I have some joint pain. Can I still do HIIT without making it worse? Absolutely. The key is to choose low-impact exercises that still allow you to push your intensity. Instead of high-impact movements like sprints or box jumps, you can get the same cardiovascular benefits from a stationary bike, rowing machine, or even battle ropes. The goal is to get your heart rate up, and you can achieve that without putting stress on your knees or back. Always listen to your body and choose modifications that feel challenging but safe.

Will HIIT cause me to lose muscle mass along with fat? This is a common concern, but when done correctly, HIIT is excellent for preserving lean muscle. Unlike long, slow cardio sessions that can sometimes be catabolic (break down muscle), the short, intense nature of HIIT can actually support muscle maintenance. When you combine your HIIT workouts with a solid strength training routine and adequate protein intake, you create an ideal environment for burning fat while holding onto the muscle you've worked hard to build.

Is a 20-minute HIIT session really as effective as a longer workout? It can be, and sometimes it's even more effective. The power of HIIT comes from its intensity, not its duration. Pushing your body to its limits for short bursts triggers a powerful metabolic response known as the "afterburn effect," where you continue to burn calories for hours after the workout is over. A 45-minute jog doesn't create this same effect. So, while the workout itself is short, the benefits extend long after you've finished.

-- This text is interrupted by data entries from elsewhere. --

//! Communication protocols

pub mod mavlink;
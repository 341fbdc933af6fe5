//! Parameter management
//!
//! The typed configuration table, its change-notification contract and the
//! durable on-device record format.

pub mod blob;
pub mod error;
pub mod notifier;
pub mod registry;
pub mod store;

pub use blob::{BlobError, BLOB_LEN};
pub use error::ParamError;
pub use notifier::{NullNotifier, ParamNotifier};
pub use registry::{ParamId, ParamTable, ParamType, PARAM_COUNT, PARAM_NAME_LEN};
pub use store::ParamStore;
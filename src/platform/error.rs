//! Platform error types

use core::fmt;

/// Result type for platform operations
pub type Result<T> = core::result::Result<T, StorageError>;

/// Non-volatile storage errors
///
/// Backends report failure without distinguishing the hardware cause;
/// callers only ever branch on success versus failure.
#[derive(Debug, Clone, Copy, PartialEq, Eq)]
pub enum StorageError {
    /// Access outside the device capacity
    OutOfBounds,
    /// Read operation failed
    ReadFailed,
    /// Write operation failed
    WriteFailed,
    /// Erase operation failed
    EraseFailed,
}

impl fmt::Display for StorageError {
    fn fmt(&self, f: &mut fmt::Formatter<'_>) -> fmt::Result {
        match self {
            StorageError::OutOfBounds => write!(f, "storage access out of bounds"),
            StorageError::ReadFailed => write!(f, "storage read failed"),
            StorageError::WriteFailed => write!(f, "storage write failed"),
            StorageError::EraseFailed => write!(f, "storage erase failed"),
        }
    }
}
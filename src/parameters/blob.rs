//! Durable parameter blob format
//!
//! The entire table persists as one fixed-size record bracketed by sentinel
//! magics and closed with a single-byte XOR checksum:
//!
//! ```text
//! version:u8 | size:u16 le | 0xBE | values 22x4 le | names 22x16 |
//! types 22x1 | 0xEF | chk:u8
//! ```
//!
//! `size` declares the payload length and bounds the read; `chk` is the XOR
//! of every preceding byte, magics included. A record is accepted only when
//! every check passes; anything else is treated as absent.

use core::fmt;

use crate::parameters::registry::{ParamTable, ParamType, PARAM_COUNT, PARAM_NAME_LEN};

/// Blob format version
pub const BLOB_VERSION: u8 = 1;

/// Sentinel byte before the payload
pub const MAGIC_LEAD: u8 = 0xBE;

/// Sentinel byte after the payload
pub const MAGIC_TRAIL: u8 = 0xEF;

/// Header length: version, declared size, leading magic
const HEADER_LEN: usize = 4;

/// Payload length: value cells, name fields, type tags
pub const PAYLOAD_LEN: usize = PARAM_COUNT * (4 + PARAM_NAME_LEN + 1);

/// Total record length including trailing magic and checksum
pub const BLOB_LEN: usize = HEADER_LEN + PAYLOAD_LEN + 2;

/// Reasons a persisted record was rejected
#[derive(Debug, Clone, Copy, PartialEq, Eq)]
pub enum BlobError {
    /// Buffer shorter than a full record
    Truncated,
    /// Unknown format version
    BadVersion,
    /// Declared payload size does not match this format
    BadSize,
    /// A sentinel byte does not match
    BadMagic,
    /// Checksum mismatch
    BadChecksum,
    /// A type tag decodes to no known parameter type
    BadType,
}

impl fmt::Display for BlobError {
    fn fmt(&self, f: &mut fmt::Formatter<'_>) -> fmt::Result {
        match self {
            BlobError::Truncated => write!(f, "record truncated"),
            BlobError::BadVersion => write!(f, "unknown format version"),
            BlobError::BadSize => write!(f, "declared size mismatch"),
            BlobError::BadMagic => write!(f, "sentinel byte mismatch"),
            BlobError::BadChecksum => write!(f, "checksum mismatch"),
            BlobError::BadType => write!(f, "invalid parameter type tag"),
        }
    }
}

fn xor_checksum(data: &[u8]) -> u8 {
    data.iter().fold(0, |acc, &b| acc ^ b)
}

/// Serialize the table with fresh magics and checksum.
pub fn encode(table: &ParamTable) -> [u8; BLOB_LEN] {
    let mut buf = [0u8; BLOB_LEN];
    buf[0] = BLOB_VERSION;
    buf[1..3].copy_from_slice(&(PAYLOAD_LEN as u16).to_le_bytes());
    buf[3] = MAGIC_LEAD;

    let mut off = HEADER_LEN;
    for value in table.values() {
        buf[off..off + 4].copy_from_slice(&value.to_le_bytes());
        off += 4;
    }
    for name in table.names() {
        buf[off..off + PARAM_NAME_LEN].copy_from_slice(name);
        off += PARAM_NAME_LEN;
    }
    for ty in table.types() {
        buf[off] = ty.to_u8();
        off += 1;
    }

    buf[off] = MAGIC_TRAIL;
    off += 1;
    buf[off] = xor_checksum(&buf[..off]);
    buf
}

/// Parse and validate a persisted record.
///
/// All-or-nothing: a table is returned only when the version, declared
/// size, both magics, every type tag and the checksum validate.
pub fn decode(buf: &[u8]) -> Result<ParamTable, BlobError> {
    if buf.len() < BLOB_LEN {
        return Err(BlobError::Truncated);
    }
    if buf[0] != BLOB_VERSION {
        return Err(BlobError::BadVersion);
    }
    let declared = u16::from_le_bytes([buf[1], buf[2]]) as usize;
    if declared != PAYLOAD_LEN {
        return Err(BlobError::BadSize);
    }
    if buf[3] != MAGIC_LEAD || buf[HEADER_LEN + PAYLOAD_LEN] != MAGIC_TRAIL {
        return Err(BlobError::BadMagic);
    }
    if xor_checksum(&buf[..BLOB_LEN - 1]) != buf[BLOB_LEN - 1] {
        return Err(BlobError::BadChecksum);
    }

    let mut off = HEADER_LEN;
    let mut values = [0i32; PARAM_COUNT];
    for value in &mut values {
        *value = i32::from_le_bytes([buf[off], buf[off + 1], buf[off + 2], buf[off + 3]]);
        off += 4;
    }

    let mut names = [[0u8; PARAM_NAME_LEN]; PARAM_COUNT];
    for name in &mut names {
        name.copy_from_slice(&buf[off..off + PARAM_NAME_LEN]);
        off += PARAM_NAME_LEN;
    }

    let mut types = [ParamType::Int32; PARAM_COUNT];
    for ty in &mut types {
        *ty = ParamType::from_u8(buf[off]).ok_or(BlobError::BadType)?;
        off += 1;
    }

    Ok(ParamTable::from_raw(values, names, types))
}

Should I do HIIT before or after my strength training session? For the best results, it’s generally better to do your strength training first. Lifting weights requires focus, proper form, and maximum energy to move heavy loads safely and effectively. If you do an intense HIIT session beforehand, you'll be too fatigued to give your strength workout the effort it deserves, which can compromise your form and limit your progress. Tackling HIIT after your lift or on a separate day entirely is a much smarter strategy.